Mercedes-AMG hot hatch or Toyota Corolla Hybrid – which fitness freak are you? Whether you’re hitting the treadmill or the pavement, your choice of wheels says a lot about you.
And, if you don’t resonate with any of the following groups, we can almost guarantee you know someone that does…
Smart with their money and smart with their wheels, the frugal gym junkie cares more about their financial future than what you think about their car.
They’re savvy, so they probably have a membership at the local YMCA recreation centre or PCYC gym. None of that $80 per Pilates class nonsense.
They’re thoughtful with their transport, too. Something small and good on fuel.
A Toyota Corolla Hybrid or the more affordable MG3 fits the bill just right.
This is the type of gym junkie you’ll find racing you at every set of lights – prematurely creeping up to the light before it goes green – guzzling their pre-workout, windows down so you can hear their door trims rattling from the hardstyle music they’ve got pumping at maximum volume.
Further up the road, they’re cutting you off with violent lane changes, shaking hands gripping the wheel.
This gym junkie is usually driving a Volkswagen Golf GTI or Subaru WRX, and they’re lethal because they’re always in a hurry to get places, and it’s usually the gym.
Not everyone likes to work out in a gym, and here in Australia where we are blessed with beautiful beaches, bushes, mountains, and bike trails, it’s easy to see why.
This fitness fanatic is probably getting around in a go-anywhere Jeep Wrangler, with mud flung up the sides and a mountain bike in tow.
They love a good sweat sesh, but if they’ve got a few kids, they might’ve upgraded to something a little safer a more low-key.

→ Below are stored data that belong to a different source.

//! Adaptive item selection harness.
//!
//! [`AdaptiveSelector`] owns the IRT engine, the ability estimate it exposes
//! and the response history. Item maximization itself stays behind the
//! [`IrtEngine`] trait.

pub mod engine;
pub mod history;

pub use engine::{IrtEngine, MaxInformationEngine, SequentialEngine, Zeta};
pub use history::{ResponseEntry, ResponseHistory, StoppingRule};

use chrono::Utc;
use tracing::debug;

use crate::corpus::ItemPool;
use crate::item::{AssessmentStage, Item};

/// Result of recording one response.
#[derive(Debug, Clone, Copy, PartialEq)]
pub struct ResponseUpdate {
    /// Whether the response moved the ability estimate.
    pub ability_updated: bool,
    /// Ability estimate after the response.
    pub theta: f64,
    /// Whether the stopping rule fired.
    pub stop: bool,
}

pub struct AdaptiveSelector {
    engine: Box<dyn IrtEngine>,
    history: ResponseHistory,
    stopping: StoppingRule,
}

impl AdaptiveSelector {
    pub fn new(engine: Box<dyn IrtEngine>, stopping: StoppingRule) -> Self {
        Self {
            engine,
            history: ResponseHistory::new(),
            stopping,
        }
    }

    /// Let the engine pick the next item and remove it from `pool` in the
    /// same step.
    pub fn draw(&mut self, pool: &mut ItemPool) -> Option<Item> {
        let engine = &mut self.engine;
        pool.draw_with(|items| engine.select_next(items))
    }

    /// Record a scored response.
    ///
    /// Only normed test items update the ability estimate. The history is
    /// appended for every response, and the stopping rule is evaluated after
    /// test responses only.
    pub fn record(&mut self, item: &Item, correct: bool) -> ResponseUpdate {
        let is_test = item.stage == AssessmentStage::Test;
        let zeta = is_test.then(|| Zeta::from_item(item)).flatten();

        if let Some(zeta) = zeta {
            self.engine.update_ability(zeta, correct);
        }

        self.history.push(ResponseEntry {
            item_id: item.id.clone(),
            trial_type: item.trial_type.clone(),
            stage: item.stage,
            correct,
            at: Utc::now(),
        });

        let stop = is_test && self.should_stop();
        let theta = self.engine.theta();
        debug!(
            item_id = %item.id,
            correct,
            theta,
            updated = zeta.is_some(),
            stop,
            "Recorded response"
        );

        ResponseUpdate {
            ability_updated: zeta.is_some(),
            theta,
            stop,
        }
    }

    pub fn should_stop(&self) -> bool {
        self.stopping.should_stop(&self.history)
    }

    pub fn theta(&self) -> f64 {
        self.engine.theta()
    }

    pub fn history(&self) -> &ResponseHistory {
        &self.history
    }
}
//! Media asset bookkeeping: typed keys, batch planning, resolution and
//! preloading.

pub mod keys;
pub mod planner;
pub mod preload;
pub mod resolver;

pub use keys::{AssetKey, AssetKind, AssetRefs, ItemField, camelize};
pub use planner::{AssetBatch, AssetPlan, batch_items, full_asset_set, plan_asset_batches};
pub use preload::{AssetPreloader, PreloadPipeline, RecordingPreloader};
pub use resolver::{AssetCatalog, AssetResolver, AudioAsset, PermissiveResolver};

Think Subaru Forester or Toyota Prado.
If they’re rocking up to the gym in a new Mercedes-AMG A45 S or a BMW M235i, chances are they fall into this category of gym – maybe even an F45–er.

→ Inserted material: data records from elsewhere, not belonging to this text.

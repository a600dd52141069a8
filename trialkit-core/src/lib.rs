//! trialkit-core - Adaptive trial session engine
//!
//! Loads an item bank, partitions it into warm-up, adaptive and instruction
//! pools, plans incremental asset preloading and runs a session that feeds
//! responses to an external IRT engine under a time budget and a
//! failure-skipping policy.

pub mod assets;
pub mod choices;
pub mod config;
pub mod corpus;
pub mod error;
pub mod item;
pub mod partition;
pub mod selector;
pub mod session;
pub mod skipper;
pub mod timer;

pub use assets::{
    AssetBatch, AssetCatalog, AssetKey, AssetKind, AssetPlan, AssetPreloader, AssetResolver,
    PermissiveResolver, RecordingPreloader,
};
pub use choices::{ChoiceOrder, ChoicePreparer, ChoiceSet};
pub use config::{EmptyCorpusPolicy, SessionConfig};
pub use corpus::{BankFormat, Corpus, CorpusLoader, ItemPool, PoolName};
pub use error::{Result, TrialkitError};
pub use item::{Answer, AssessmentStage, IrtParams, Item, ItemId, TrialType};
pub use partition::{PreparedCorpus, group_by_block, prepare_corpus, stimulus_block_counts};
pub use selector::{
    AdaptiveSelector, IrtEngine, MaxInformationEngine, SequentialEngine, StoppingRule, Zeta,
};
pub use session::{
    Collaborators, InMemoryTrialSink, ScriptedRenderer, Session, SessionPlan, SessionSummary,
    TrialRecord, TrialRenderer, TrialRequest, TrialResponse, TrialSink,
};
pub use skipper::FailureSkipper;
pub use timer::{EndLatch, EndReason, SessionTimer};
//! Session time budget.
//!
//! A session ends exactly once. [`EndLatch`] records the first termination
//! reason and wakes everyone waiting on it; later attempts are ignored.
//! [`SessionTimer`] owns the single abort timer that fires the latch at the
//! deadline, and the early-end check run before each draw.

use std::sync::{Arc, OnceLock};
use std::time::Duration;

use serde::{Deserialize, Serialize};
use tokio::task::JoinHandle;
use tokio::time::Instant;
use tokio_util::sync::CancellationToken;
use tracing::{debug, info};

use crate::config::TimerConfig;

/// Why a session ended.
#[derive(Debug, Clone, Copy, PartialEq, Eq, Serialize, Deserialize)]
#[serde(rename_all = "snake_case")]
pub enum EndReason {
    /// The abort timer fired at the deadline.
    Deadline,
    /// Too little time was left to present the next item.
    InsufficientTime,
    /// Too many recent test responses were incorrect.
    StoppingRule,
    /// Every pool is drained.
    Exhausted,
    /// A collaborator failed or the session was aborted from outside.
    Aborted,
}

impl std::fmt::Display for EndReason {
    fn fmt(&self, f: &mut std::fmt::Formatter<'_>) -> std::fmt::Result {
        let s = match self {
            Self::Deadline => "deadline",
            Self::InsufficientTime => "insufficient_time",
            Self::StoppingRule => "stopping_rule",
            Self::Exhausted => "exhausted",
            Self::Aborted => "aborted",
        };
        f.write_str(s)
    }
}

#[derive(Debug, Default)]
struct LatchInner {
    reason: OnceLock<EndReason>,
    ended: CancellationToken,
}

/// First-wins record of how a session ended.
#[derive(Debug, Clone, Default)]
pub struct EndLatch {
    inner: Arc<LatchInner>,
}

impl EndLatch {
    pub fn new() -> Self {
        Self::default()
    }

    /// End the session. Returns `true` only for the first caller.
    pub fn finish(&self, reason: EndReason) -> bool {
        if self.inner.reason.set(reason).is_err() {
            debug!(reason = %reason, "Session already ended, ignoring");
            return false;
        }
        info!(reason = %reason, "Session ended");
        self.inner.ended.cancel();
        true
    }

    pub fn reason(&self) -> Option<EndReason> {
        self.inner.reason.get().copied()
    }

    pub fn is_finished(&self) -> bool {
        self.inner.reason.get().is_some()
    }

    /// Wait until the session has ended.
    pub async fn wait(&self) -> EndReason {
        self.inner.ended.cancelled().await;
        self.reason().unwrap_or(EndReason::Aborted)
    }
}

/// Maximum session duration for a configured number of minutes. Budgets
/// below one minute are raised to one.
pub fn max_duration(minutes: f64) -> Duration {
    Duration::from_millis((minutes.max(1.0) * 60_000.0) as u64)
}

pub struct SessionTimer {
    started_at: Instant,
    deadline: Instant,
    safety_buffer: Duration,
    latch: EndLatch,
    cancel: CancellationToken,
    handle: Option<JoinHandle<()>>,
}

impl SessionTimer {
    /// Record the start time and schedule the abort timer. Must be called
    /// from within a tokio runtime.
    pub fn start(max_time_minutes: f64, config: &TimerConfig, latch: EndLatch) -> Self {
        let started_at = Instant::now();
        let budget = max_duration(max_time_minutes);
        let deadline = started_at + budget;
        let cancel = CancellationToken::new();

        let handle = tokio::spawn({
            let cancel = cancel.clone();
            let latch = latch.clone();
            async move {
                tokio::select! {
                    biased;
                    _ = cancel.cancelled() => {
                        debug!("Abort timer cancelled");
                    }
                    _ = tokio::time::sleep_until(deadline) => {
                        latch.finish(EndReason::Deadline);
                    }
                }
            }
        });

        debug!(budget_ms = budget.as_millis() as u64, "Session timer started");

        Self {
            started_at,
            deadline,
            safety_buffer: Duration::from_millis(config.safety_buffer_ms),
            latch,
            cancel,
            handle: Some(handle),
        }
    }

    pub fn started_at(&self) -> Instant {
        self.started_at
    }

    pub fn elapsed(&self) -> Duration {
        self.started_at.elapsed()
    }

    pub fn remaining(&self) -> Duration {
        self.deadline.saturating_duration_since(Instant::now())
    }

    /// Minimum time needed to present an item with this much audio.
    pub fn required_for(&self, audio: Duration) -> Duration {
        audio + self.safety_buffer
    }

    /// End the session early if an item with `audio` of stimulus cannot be
    /// presented safely in the remaining time.
    ///
    /// Returns `true` when the session is over, whether it ended here or
    /// was already finished.
    pub fn end_if_insufficient(&mut self, audio: Duration) -> bool {
        if self.latch.is_finished() {
            return true;
        }

        let required = self.required_for(audio);
        let remaining = self.remaining();
        if required <= remaining {
            return false;
        }

        debug!(
            required_ms = required.as_millis() as u64,
            remaining_ms = remaining.as_millis() as u64,
            "Not enough time for next item"
        );
        self.cancel();
        self.latch.finish(EndReason::InsufficientTime);
        true
    }

    /// Cancel the abort timer. Safe to call any number of times, including
    /// after the timer fired.
    pub fn cancel(&mut self) {
        self.cancel.cancel();
        self.handle.take();
    }
}

impl Drop for SessionTimer {
    fn drop(&mut self) {
        self.cancel.cancel();
    }
}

These are the type you’ll find wearing crisp white sneakers, matching workout attire, Beats by Dre headphones, and standing in front of the mirror taking selfies after every set.
No kids, no commitments, every last cent is spent on brunch and keeping up appearances.

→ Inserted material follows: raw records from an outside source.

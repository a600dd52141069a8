//! IRT engine seam.
//!
//! Choosing the most informative item and estimating ability are delegated to
//! an [`IrtEngine`]. The session only feeds it item parameters and outcomes.
//! Two small reference engines are provided for simulation and tests.

use serde::{Deserialize, Serialize};

use crate::item::Item;

/// Per-item parameter tuple passed to ability updates.
#[derive(Debug, Clone, Copy, PartialEq, Serialize, Deserialize)]
pub struct Zeta {
    /// Discrimination.
    pub a: f64,
    /// Difficulty.
    pub b: f64,
    /// Guessing.
    pub c: f64,
    /// Upper asymptote.
    pub d: f64,
}

impl Zeta {
    /// Parameters of a normed item. Unnormed items have none. Non-finite
    /// a, c or d fall back to their defaults so theta stays finite.
    pub fn from_item(item: &Item) -> Option<Self> {
        let irt = item.irt.sanitized();
        Some(Self {
            a: irt.discrimination,
            b: irt.difficulty?,
            c: irt.guessing,
            d: irt.upper,
        })
    }

    /// Probability of a correct response at `theta` under the 4PL model.
    pub fn probability(&self, theta: f64) -> f64 {
        self.c + (self.d - self.c) / (1.0 + (-self.a * (theta - self.b)).exp())
    }

    /// Fisher information of the item at `theta`.
    pub fn information(&self, theta: f64) -> f64 {
        let p = self.probability(theta);
        let spread = self.d - self.c;
        if spread <= 0.0 || p <= 0.0 || p >= 1.0 {
            return 0.0;
        }
        self.a.powi(2) * (p - self.c).powi(2) * (self.d - p).powi(2)
            / (spread.powi(2) * p * (1.0 - p))
    }
}

/// External item selection and ability estimation.
pub trait IrtEngine: Send {
    /// Pick the index of the next item among `pool`, or `None` to stop.
    fn select_next(&mut self, pool: &[Item]) -> Option<usize>;

    /// Update the ability estimate with one scored response.
    fn update_ability(&mut self, zeta: Zeta, correct: bool);

    /// Current ability estimate.
    fn theta(&self) -> f64;
}

const THETA_BOUND: f64 = 6.0;

/// Stochastic-approximation ability estimate with a decaying step.
#[derive(Debug, Clone)]
struct StepwiseAbility {
    theta: f64,
    step: f64,
    updates: u32,
}

impl StepwiseAbility {
    fn new(theta: f64, step: f64) -> Self {
        Self {
            theta,
            step,
            updates: 0,
        }
    }

    fn update(&mut self, zeta: Zeta, correct: bool) {
        let observed = if correct { 1.0 } else { 0.0 };
        let expected = zeta.probability(self.theta);
        let gain = self.step / f64::from(self.updates + 1).sqrt();
        let next = self.theta + gain * zeta.a * (observed - expected);
        if !next.is_finite() {
            return;
        }
        self.theta = next.clamp(-THETA_BOUND, THETA_BOUND);
        self.updates += 1;
    }
}

/// Presents items in pool order.
#[derive(Debug, Clone)]
pub struct SequentialEngine {
    ability: StepwiseAbility,
}

impl SequentialEngine {
    pub fn new() -> Self {
        Self::with_start(0.0, 1.0)
    }

    pub fn with_start(theta: f64, step: f64) -> Self {
        Self {
            ability: StepwiseAbility::new(theta, step),
        }
    }
}

impl Default for SequentialEngine {
    fn default() -> Self {
        Self::new()
    }
}

impl IrtEngine for SequentialEngine {
    fn select_next(&mut self, pool: &[Item]) -> Option<usize> {
        (!pool.is_empty()).then_some(0)
    }

    fn update_ability(&mut self, zeta: Zeta, correct: bool) {
        self.ability.update(zeta, correct);
    }

    fn theta(&self) -> f64 {
        self.ability.theta
    }
}

/// Picks the normed item with the most information at the current theta.
/// Unnormed items are only chosen once no normed item remains.
#[derive(Debug, Clone)]
pub struct MaxInformationEngine {
    ability: StepwiseAbility,
}

impl MaxInformationEngine {
    pub fn new() -> Self {
        Self::with_start(0.0, 1.0)
    }

    pub fn with_start(theta: f64, step: f64) -> Self {
        Self {
            ability: StepwiseAbility::new(theta, step),
        }
    }
}

impl Default for MaxInformationEngine {
    fn default() -> Self {
        Self::new()
    }
}

impl IrtEngine for MaxInformationEngine {
    fn select_next(&mut self, pool: &[Item]) -> Option<usize> {
        let theta = self.ability.theta;
        pool.iter()
            .enumerate()
            .filter_map(|(idx, item)| Zeta::from_item(item).map(|z| (idx, z.information(theta))))
            .max_by(|(_, a), (_, b)| a.total_cmp(b))
            .map(|(idx, _)| idx)
            .or_else(|| (!pool.is_empty()).then_some(0))
    }

    fn update_ability(&mut self, zeta: Zeta, correct: bool) {
        self.ability.update(zeta, correct);
    }

    fn theta(&self) -> f64 {
        self.ability.theta
    }
}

This guy or girl is not messing around. They’re dependable, on time for every session and determined to get results.
They carry around their gym-branded lanyard like it’s a badge of honour, and they’ve probably got their name permanently etched onto the high achiever’s scoreboard for completing the most number of burpees in 10 minutes.
What do they drive? Surely it’s a Ford Ranger or Nissan Navara.